IPS-Inter Press Service Deutschland gGmbH
IPS-Tagesdienst vom 16. März 2012

Irak: Bestialisch ermordet - Radikal-schiitische Milizen machen Jagd auf Schwule und 'Emos'

von Karlos Zurutuza


Bagdad, 16. März (IPS) - In den staubigen Straßen der irakischen Hauptstadt Bagdad tauchen sie auf wie aus dem Nichts: die Leichen von Homosexuellen und 'Emos', die sterben mussten, weil ihnen radikal-orthodoxe Schiiten jedes Lebensrecht absprechen.

"Sie schlugen ihm mit einem Felsbrocken den Schädel ein", schildert Ruby das Schicksal von Saif Asmar und zeigt ein Foto, auf dem der Freund aufgrund der erlittenen Verletzungen kaum wiederzuerkennen ist.
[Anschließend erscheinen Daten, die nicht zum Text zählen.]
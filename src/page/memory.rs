use std::collections::{BTreeMap, BTreeSet};

use crate::{
    animation::timeline::FrameStyle,
    foundation::core::{Rect, Viewport},
    page::surface::{Element, Fade, Page},
};

/// Headless [`Page`] that records every mutation.
///
/// Used by the trace simulator and tests; fades complete instantly in the
/// recorded opacity map.
#[derive(Clone, Debug, PartialEq, serde::Serialize)]
pub struct MemoryPage {
    viewport: Viewport,
    scroll_offset: f64,
    scroll_suppressed: bool,
    smooth_scroll: bool,
    mounted: BTreeSet<Element>,
    opacity: BTreeMap<Element, f64>,
    fades: Vec<(Element, Fade)>,
    frame: Option<FrameStyle>,
    frame_rect: Option<Rect>,
    loading_percent: f64,
    suppress_writes: u32,
    scroll_writes: u32,
}

impl MemoryPage {
    /// A page with every element mounted.
    pub fn new(viewport: Viewport) -> Self {
        Self {
            viewport,
            scroll_offset: 0.0,
            scroll_suppressed: false,
            smooth_scroll: false,
            mounted: Element::ALL.into_iter().collect(),
            opacity: BTreeMap::new(),
            fades: Vec::new(),
            frame: None,
            frame_rect: None,
            loading_percent: 0.0,
            suppress_writes: 0,
            scroll_writes: 0,
        }
    }

    pub fn without(mut self, element: Element) -> Self {
        self.mounted.remove(&element);
        self
    }

    pub fn mount(&mut self, element: Element) {
        self.mounted.insert(element);
    }

    pub fn unmount(&mut self, element: Element) {
        self.mounted.remove(&element);
    }

    /// Simulate a window resize; the controller still has to be told via a
    /// resize event.
    pub fn resize(&mut self, viewport: Viewport) {
        self.viewport = viewport;
    }

    /// Simulate native scrolling by the user (not counted as a controller write).
    pub fn user_scroll(&mut self, offset: f64) {
        self.scroll_offset = offset;
    }

    pub fn is_scroll_suppressed(&self) -> bool {
        self.scroll_suppressed
    }

    pub fn is_smooth_scroll(&self) -> bool {
        self.smooth_scroll
    }

    pub fn opacity(&self, element: Element) -> Option<f64> {
        self.opacity.get(&element).copied()
    }

    pub fn fades(&self) -> &[(Element, Fade)] {
        &self.fades
    }

    pub fn fades_of(&self, element: Element) -> usize {
        self.fades.iter().filter(|(e, _)| *e == element).count()
    }

    pub fn frame(&self) -> Option<FrameStyle> {
        self.frame
    }

    pub fn frame_rect(&self) -> Option<Rect> {
        self.frame_rect
    }

    pub fn loading_percent(&self) -> f64 {
        self.loading_percent
    }

    /// Number of times the suppression style was written.
    pub fn suppress_writes(&self) -> u32 {
        self.suppress_writes
    }

    /// Number of controller-issued scroll position writes.
    pub fn scroll_writes(&self) -> u32 {
        self.scroll_writes
    }
}

impl Page for MemoryPage {
    fn viewport(&self) -> Viewport {
        self.viewport
    }

    fn scroll_offset(&self) -> f64 {
        self.scroll_offset
    }

    fn scroll_to(&mut self, offset: f64) {
        self.scroll_offset = offset;
        self.scroll_writes += 1;
    }

    fn set_scroll_suppressed(&mut self, suppressed: bool) {
        self.scroll_suppressed = suppressed;
        self.suppress_writes += 1;
    }

    fn set_smooth_scroll(&mut self, enabled: bool) {
        self.smooth_scroll = enabled;
    }

    fn is_mounted(&self, element: Element) -> bool {
        self.mounted.contains(&element)
    }

    fn fade(&mut self, element: Element, fade: Fade) {
        if !self.mounted.contains(&element) {
            return;
        }
        self.fades.push((element, fade));
        self.opacity.insert(element, fade.to);
    }

    fn set_loading_progress(&mut self, percent: f64) {
        self.loading_percent = percent;
    }

    fn apply_frame(&mut self, style: &FrameStyle) {
        if !self.mounted.contains(&Element::Frame) {
            return;
        }
        self.frame = Some(*style);
        self.frame_rect = Some(style.rect_in(self.viewport));
        if self.mounted.contains(&Element::ScrollIndicator) {
            self.opacity
                .insert(Element::ScrollIndicator, style.indicator_opacity);
        }
    }
}

#[cfg(test)]
#[path = "../../tests/unit/page/memory.rs"]
mod tests;
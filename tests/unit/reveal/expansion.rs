use super::*;
use crate::{
    config::model::ExpansionConfig,
    foundation::core::Viewport,
    page::memory::MemoryPage,
};

fn setup(config: ExpansionConfig, page: MemoryPage) -> (ExpansionController, Runtime<MemoryPage>, TriggerGeometry) {
    let geometry = TriggerGeometry::compute(page.viewport(), config.budget_fraction, 1);
    (ExpansionController::new(&config), Runtime::new(page), geometry)
}

fn page() -> MemoryPage {
    MemoryPage::new(Viewport::new(1280.0, 800.0))
}

#[test]
fn initialize_sets_minimum_frame_and_takes_the_lock() {
    let (mut ctl, mut rt, g) = setup(ExpansionConfig::default(), page());
    assert!(ctl.initialize(g, &mut rt));
    assert_eq!(ctl.state(), ExpansionState::Tracking);
    let frame = rt.page.frame().unwrap();
    assert_eq!(frame.width_vw, 20.0);
    assert_eq!(frame.height_vh, 20.0);
    assert_eq!(rt.lock.token().unwrap().reason, LockReason::Expansion);
    assert_eq!(rt.listeners.count_owner(Owner::Expansion), 4);
    assert!((ctl.budget() - 960.0).abs() < 1e-9);
}

#[test]
fn half_budget_wheel_reaches_half_progress_and_keeps_offset() {
    let (mut ctl, mut rt, g) = setup(ExpansionConfig::default(), page());
    ctl.initialize(g, &mut rt);
    assert_eq!(ctl.on_wheel(480.0, &mut rt), ExpansionUpdate::Progressed(0.5));
    assert_eq!(rt.page.frame(), Some(ctl.timeline().sample(0.5)));
    assert_eq!(rt.page.scroll_offset(), 0.0);
    assert!(rt.page.is_scroll_suppressed());
}

#[test]
fn oversized_wheel_clamps_and_completes_once() {
    let (mut ctl, mut rt, g) = setup(ExpansionConfig::default(), page());
    ctl.initialize(g, &mut rt);
    assert_eq!(ctl.on_wheel(1920.0, &mut rt), ExpansionUpdate::Completed);
    assert_eq!(ctl.progress(), 1.0);
    assert!(!rt.page.is_scroll_suppressed());
    assert!(!rt.lock.is_held());
    assert_eq!(rt.listeners.count_owner(Owner::Expansion), 0);
    assert_eq!(rt.page.opacity(Element::Content), Some(1.0));

    assert_eq!(ctl.on_wheel(100.0, &mut rt), ExpansionUpdate::Ignored);
    assert_eq!(ctl.completions(), 1);
    assert_eq!(rt.lock.releases(), 1);
}

#[test]
fn native_scroll_is_pinned_back_while_growing() {
    let (mut ctl, mut rt, g) = setup(ExpansionConfig::default(), page());
    ctl.initialize(g, &mut rt);
    rt.page.user_scroll(96.0);
    assert!(matches!(
        ctl.on_scroll(96.0, &mut rt),
        ExpansionUpdate::Progressed(p) if (p - 0.1).abs() < 1e-9
    ));
    assert_eq!(rt.page.scroll_offset(), 0.0);
}

#[test]
fn accumulate_ignores_backward_deltas() {
    let (mut ctl, mut rt, g) = setup(ExpansionConfig::default(), page());
    ctl.initialize(g, &mut rt);
    ctl.on_wheel(480.0, &mut rt);
    assert_eq!(ctl.on_wheel(-240.0, &mut rt), ExpansionUpdate::Ignored);
    assert_eq!(ctl.progress(), 0.5);
}

#[test]
fn bidirectional_shrinks_on_backward_deltas() {
    let config = ExpansionConfig {
        policy: ProgressPolicy::Bidirectional,
        ..ExpansionConfig::default()
    };
    let (mut ctl, mut rt, g) = setup(config, page());
    ctl.initialize(g, &mut rt);
    ctl.on_wheel(480.0, &mut rt);
    assert_eq!(ctl.on_wheel(-240.0, &mut rt), ExpansionUpdate::Progressed(0.25));
    assert_eq!(ctl.on_wheel(-10_000.0, &mut rt), ExpansionUpdate::Progressed(0.0));
}

#[test]
fn touch_drag_up_advances() {
    let (mut ctl, mut rt, g) = setup(ExpansionConfig::default(), page());
    ctl.initialize(g, &mut rt);
    assert_eq!(ctl.on_touch_move(300.0, &mut rt), ExpansionUpdate::Ignored);
    ctl.on_touch_start(700.0);
    assert_eq!(ctl.on_touch_move(460.0, &mut rt), ExpansionUpdate::Progressed(0.25));
    assert_eq!(ctl.on_touch_move(220.0, &mut rt), ExpansionUpdate::Progressed(0.5));
}

#[test]
fn disabled_expansion_takes_the_direct_path() {
    let config = ExpansionConfig {
        enabled: false,
        ..ExpansionConfig::default()
    };
    let (mut ctl, mut rt, g) = setup(config, page());
    assert!(!ctl.initialize(g, &mut rt));
    assert_eq!(ctl.state(), ExpansionState::Complete);
    assert!(!rt.lock.is_held());
    assert!(rt.listeners.is_empty());
    assert_eq!(ctl.completions(), 0);
}

#[test]
fn missing_frame_takes_the_direct_path() {
    let (mut ctl, mut rt, g) = setup(ExpansionConfig::default(), page().without(Element::Frame));
    assert!(!ctl.initialize(g, &mut rt));
    assert!(rt.page.frame().is_none());
    assert_eq!(rt.lock.acquisitions(), 0);
}

#[test]
fn suspend_and_resume_rebuild_one_listener_set() {
    let (mut ctl, mut rt, g) = setup(ExpansionConfig::default(), page());
    ctl.initialize(g, &mut rt);
    ctl.on_wheel(240.0, &mut rt);
    for _ in 0..5 {
        assert!(ctl.suspend(&mut rt));
        assert!(!ctl.suspend(&mut rt));
        assert_eq!(rt.listeners.count_owner(Owner::Expansion), 0);
        assert!(ctl.resume(g, &mut rt));
        assert!(!ctl.resume(g, &mut rt));
    }
    assert_eq!(rt.listeners.count_owner(Owner::Expansion), 4);
    assert_eq!(ctl.progress(), 0.25);
    assert!(rt.lock.is_held());
    assert_eq!(rt.lock.acquisitions(), 1);
}

#[test]
fn scrub_lags_then_catches_up() {
    let config = ExpansionConfig {
        scrub_ms: 200,
        frame_interval_ms: 20,
        ..ExpansionConfig::default()
    };
    let (mut ctl, mut rt, g) = setup(config, page());
    ctl.initialize(g, &mut rt);
    ctl.on_wheel(480.0, &mut rt);
    assert_eq!(ctl.rendered(), 0.0);

    let (_, task) = rt.sched.pop_due(Millis(20)).unwrap();
    assert_eq!(task, Task::ScrubFrame);
    let first = ctl.on_scrub_frame(&mut rt).unwrap();
    assert!(first > 0.0 && first < 0.5);

    let mut frames = 1;
    while let Some((_, Task::ScrubFrame)) = rt.sched.pop_due(Millis(10_000)) {
        ctl.on_scrub_frame(&mut rt);
        frames += 1;
    }
    assert!(frames > 2);
    assert_eq!(ctl.rendered(), 0.5);
    assert_eq!(rt.sched.pending_len(), 0);
}

#[test]
fn teardown_releases_an_expansion_lock() {
    let (mut ctl, mut rt, g) = setup(ExpansionConfig::default(), page());
    ctl.initialize(g, &mut rt);
    ctl.teardown(&mut rt);
    assert!(!rt.lock.is_held());
    assert!(rt.listeners.is_empty());
}
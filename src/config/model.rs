use crate::foundation::error::{RevealError, RevealResult};

/// Full controller configuration.
///
/// Every section has defaults matching the reference site, so an empty JSON
/// object (`{}`) is a valid configuration.
#[derive(Clone, Debug, Default, PartialEq, serde::Serialize, serde::Deserialize)]
#[serde(default)]
pub struct RevealConfig {
    /// Loading progress timer.
    pub loading: LoadingConfig,
    /// Dismissal triggers and timeout fallback.
    pub dismiss: DismissConfig,
    /// Overlay fade and content handoff.
    pub transition: TransitionConfig,
    /// Scroll-driven frame expansion.
    pub expansion: ExpansionConfig,
    /// Trigger geometry recomputation.
    pub viewport: ViewportConfig,
}

/// Loading progress timer settings.
#[derive(Clone, Copy, Debug, PartialEq, serde::Serialize, serde::Deserialize)]
#[serde(default)]
pub struct LoadingConfig {
    /// Wall-clock time for progress to go from 0 to 100.
    pub duration_ms: u64,
    /// Interval between progress ticks.
    pub tick_ms: u64,
}

impl Default for LoadingConfig {
    fn default() -> Self {
        Self {
            duration_ms: 4000,
            tick_ms: 50,
        }
    }
}

/// Dismissal gate settings.
#[derive(Clone, Copy, Debug, PartialEq, serde::Serialize, serde::Deserialize)]
#[serde(default)]
pub struct DismissConfig {
    /// Auto-dismiss delay after loading reaches 100.
    pub grace_ms: u64,
    /// Native scroll offset that counts as a dismiss gesture.
    pub scroll_threshold_px: f64,
    /// Accept gestures and clicks before loading reaches 100.
    pub allow_early: bool,
    /// Fade applied to the "click & drag" hint on first interaction.
    pub hint_fade_ms: u64,
    /// Fade-in of the scroll prompt once loading completes.
    pub prompt_reveal_ms: u64,
}

impl Default for DismissConfig {
    fn default() -> Self {
        Self {
            grace_ms: 8000,
            scroll_threshold_px: 10.0,
            allow_early: false,
            hint_fade_ms: 500,
            prompt_reveal_ms: 800,
        }
    }
}

/// Transition sequencing settings.
#[derive(Clone, Copy, Debug, PartialEq, serde::Serialize, serde::Deserialize)]
#[serde(default)]
pub struct TransitionConfig {
    pub prompt_fade_ms: u64,
    pub overlay_fade_ms: u64,
    /// Pause between the overlay fade and `loading_complete`.
    pub handoff_delay_ms: u64,
    /// Fade of the black curtain that covers the freshly mounted content.
    pub curtain_fade_ms: u64,
    /// Upper bound on waiting for the content-mounted signal.
    pub mount_timeout_ms: u64,
    /// Geometry refresh delay after handoff.
    pub handoff_refresh_ms: u64,
}

impl Default for TransitionConfig {
    fn default() -> Self {
        Self {
            prompt_fade_ms: 500,
            overlay_fade_ms: 800,
            handoff_delay_ms: 300,
            curtain_fade_ms: 1000,
            mount_timeout_ms: 3000,
            handoff_refresh_ms: 300,
        }
    }
}

/// How backward scroll deltas affect expansion progress.
#[derive(Clone, Copy, Debug, Default, PartialEq, Eq, serde::Serialize, serde::Deserialize)]
#[serde(rename_all = "snake_case")]
pub enum ProgressPolicy {
    /// Only forward deltas count; progress never regresses.
    #[default]
    Accumulate,
    /// Backward deltas shrink the frame again until completion.
    Bidirectional,
}

/// Frame dimensions at the start and midpoint of the expansion.
#[derive(Clone, Copy, Debug, PartialEq, serde::Serialize, serde::Deserialize)]
#[serde(default)]
pub struct FrameBounds {
    pub min_width_vw: f64,
    pub min_height_vh: f64,
    pub mid_width_vw: f64,
    pub mid_height_vh: f64,
    pub corner_radius_px: f64,
    pub shadow_px: f64,
    pub outline_opacity: f64,
    pub glow_peak: f64,
}

impl Default for FrameBounds {
    fn default() -> Self {
        Self {
            min_width_vw: 20.0,
            min_height_vh: 20.0,
            mid_width_vw: 60.0,
            mid_height_vh: 60.0,
            corner_radius_px: 12.0,
            shadow_px: 30.0,
            outline_opacity: 0.1,
            glow_peak: 0.8,
        }
    }
}

/// Expansion controller settings.
#[derive(Clone, Copy, Debug, PartialEq, serde::Serialize, serde::Deserialize)]
#[serde(default)]
pub struct ExpansionConfig {
    /// When false the controller takes the direct path to `Ready`.
    pub enabled: bool,
    /// Scroll budget as a multiple of viewport height.
    pub budget_fraction: f64,
    pub policy: ProgressPolicy,
    /// Lag of the rendered frame behind committed progress; 0 renders immediately.
    pub scrub_ms: u64,
    /// Interval between scrub frames.
    pub frame_interval_ms: u64,
    /// Fade of the content layer after completion.
    pub reveal_fade_ms: u64,
    pub frame: FrameBounds,
}

impl Default for ExpansionConfig {
    fn default() -> Self {
        Self {
            enabled: true,
            budget_fraction: 1.2,
            policy: ProgressPolicy::Accumulate,
            scrub_ms: 0,
            frame_interval_ms: 16,
            reveal_fade_ms: 600,
            frame: FrameBounds::default(),
        }
    }
}

/// Viewport synchronization settings.
#[derive(Clone, Copy, Debug, PartialEq, serde::Serialize, serde::Deserialize)]
#[serde(default)]
pub struct ViewportConfig {
    /// Quiet period required after the last resize event.
    pub resize_debounce_ms: u64,
    /// Delay before recomputing geometry after content becomes ready.
    pub settle_ms: u64,
}

impl Default for ViewportConfig {
    fn default() -> Self {
        Self {
            resize_debounce_ms: 150,
            settle_ms: 500,
        }
    }
}

impl RevealConfig {
    /// Parse a JSON configuration and validate it.
    pub fn from_json_str(json: &str) -> RevealResult<Self> {
        let config: Self =
            serde_json::from_str(json).map_err(|e| RevealError::serde(e.to_string()))?;
        config.validate()?;
        Ok(config)
    }

    pub fn validate(&self) -> RevealResult<()> {
        if self.loading.tick_ms == 0 {
            return Err(RevealError::config("loading.tick_ms must be > 0"));
        }
        if self.loading.duration_ms == 0 {
            return Err(RevealError::config("loading.duration_ms must be > 0"));
        }
        let threshold = self.dismiss.scroll_threshold_px;
        if !threshold.is_finite() || threshold < 0.0 {
            return Err(RevealError::config(
                "dismiss.scroll_threshold_px must be finite and >= 0",
            ));
        }
        let fraction = self.expansion.budget_fraction;
        if !fraction.is_finite() || fraction <= 0.0 {
            return Err(RevealError::config(
                "expansion.budget_fraction must be finite and > 0",
            ));
        }
        if self.expansion.scrub_ms > 0 && self.expansion.frame_interval_ms == 0 {
            return Err(RevealError::config(
                "expansion.frame_interval_ms must be > 0 when scrubbing",
            ));
        }
        self.expansion.frame.validate()
    }
}

impl FrameBounds {
    pub fn validate(&self) -> RevealResult<()> {
        let dims = [
            ("min_width_vw", self.min_width_vw),
            ("min_height_vh", self.min_height_vh),
            ("mid_width_vw", self.mid_width_vw),
            ("mid_height_vh", self.mid_height_vh),
        ];
        for (name, v) in dims {
            if !v.is_finite() || !(0.0..=100.0).contains(&v) {
                return Err(RevealError::config(format!(
                    "expansion.frame.{name} must be within 0..=100"
                )));
            }
        }
        if self.min_width_vw > self.mid_width_vw || self.min_height_vh > self.mid_height_vh {
            return Err(RevealError::config(
                "expansion.frame minimum must not exceed the midpoint size",
            ));
        }
        for (name, v) in [
            ("outline_opacity", self.outline_opacity),
            ("glow_peak", self.glow_peak),
        ] {
            if !v.is_finite() || !(0.0..=1.0).contains(&v) {
                return Err(RevealError::config(format!(
                    "expansion.frame.{name} must be within 0..=1"
                )));
            }
        }
        if !self.corner_radius_px.is_finite() || self.corner_radius_px < 0.0 {
            return Err(RevealError::config(
                "expansion.frame.corner_radius_px must be >= 0",
            ));
        }
        if !self.shadow_px.is_finite() || self.shadow_px < 0.0 {
            return Err(RevealError::config("expansion.frame.shadow_px must be >= 0"));
        }
        Ok(())
    }
}

#[cfg(test)]
#[path = "../../tests/unit/config/model.rs"]
mod tests;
Ruby, der seinen wirklichen Namen aus Sicherheitsgründen geheim hält, kann seine Gefühle - eine Mischung aus Wut und Angst - kaum zurückhalten. "Möglicherweise bin ich als nächster dran", sagt er.

Im Irak machen Todesschwadronen Jagd auf Schwule und Mitglieder der Emo-Jugendbewegung, die auch im Golfstaat düster und melancholisch, gepierct, tätowiert und mit dick kajalumränderten Augen daherkommen.

Verschärft hat sich die Hexenjagd auf die beiden Zielgruppen seit dem 6. Februar. An diesem Tag wurden Ahmad Arusa in Sadr-Stadt und vier weitere Menschen in Geyara ermordet, die für Schwule oder Teufelsanbeter gehalten wurden. Für die in den beiden Stadtteilen im Osten Bagdads lebenden Schiiten seien Tattoos und Piercings Ausdruck von Homosexualität und Teufelskult, meint Ruby. Inoffiziellen Schätzungen zufolge wurden seitdem mehr als 80 Homosexuelle ermordet.

Im Januar hatte das irakische Innenministerium die Emo-Bewegung als "satanistisch" bezeichnet und angekündigt, eine Sondereinheit der Polizei werde die Angelegenheit regeln.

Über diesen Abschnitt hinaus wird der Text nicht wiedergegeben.